1. A preparation method of indolyl conjugated 8-hydroxyquinoline near-infrared fluorescent dye is characterized in that the chemical structure of the indolyl conjugated 8-hydroxyquinoline near-infrared fluorescent dye is shown as (I):

the preparation method of the indolyl conjugated 8-hydroxyquinoline near-infrared fluorescent dye comprises the following steps: taking 2-formyl-8-benzyloxy quinoline (II) as a starting material to perform Knoevenagel condensation reaction with 2,3, 3-trimethyl-1-propyl-3H-indole iodide (III) to obtain an indolyl 8-hydroxyquinoline derivative (IV), and then performing boron tribromide debenzylation reaction to obtain the indolyl 8-hydroxyquinoline near-infrared fluorescent dye shown in the formula (I);

2. the method of claim 1, comprising the steps of:

step 1: dissolving 2-formyl-8-benzyloxy quinoline (II) and 2,3, 3-trimethyl-1-propyl-3H-indole iodide (III) in absolute ethyl alcohol, dropwise adding piperidine into the solution, and carrying out reflux reaction for 12H at the temperature of 80 ℃ under the argon atmosphere; cooling to room temperature after the reaction is finished, filtering to remove filtrate to obtain dark red solid, and separating and purifying by silica gel column chromatography to obtain the indolyl 8-hydroxyquinoline derivative (IV);

step 2: dissolving indolyl 8-hydroxyquinoline derivative (IV) in dry dichloromethane, slowly dripping boron tribromide under the condition of ice bath under the protection of argon, stirring for 15min, removing the ice bath, slowly heating to room temperature, and stirring for reaction for 6 h; and after the reaction is finished, cooling the reaction solution in an ice bath, quenching the reaction solution by using water, extracting the reaction solution by using dichloromethane, washing combined organic phases by using saturated saline solution, drying and filtering the organic phases by using anhydrous sodium sulfate, removing the solvent, and separating and purifying the organic phases by using silica gel column chromatography to obtain the indolyl conjugated 8-hydroxyquinoline near-infrared fluorescent dye (I).
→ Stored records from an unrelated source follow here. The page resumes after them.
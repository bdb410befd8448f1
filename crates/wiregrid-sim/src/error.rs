use thiserror::Error;
use wiregrid_core::Pos;
use wiregrid_world::WorldError;

/// Scenario runner error type
#[derive(Error, Debug)]
pub enum SimError {
    #[error("IO error: {0}")]
    Io(#[from] std::io::Error),

    #[error("Scenario error: {0}")]
    Json(#[from] serde_json::Error),

    #[error("World error: {0}")]
    World(#[from] WorldError),

    #[error("No tile at {0}")]
    NoTile(Pos),
}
3. The process according to claim 2, wherein in the step 1, the ratio of the amounts of the 2-formyl-8-benzyloxyquinoline (II) and the 2,3, 3-trimethyl-1-propyl-3H-indole iodide (III) is 1:1, the dosage of the catalyst piperidine is 5-10% of the amount of the reactant raw material substances.

4. The production method according to claim 2, characterized in that in the step 2, the mass ratio of the indole 8-quinolinol derivative (IV) to the boron tribromide (V) is 1: 10.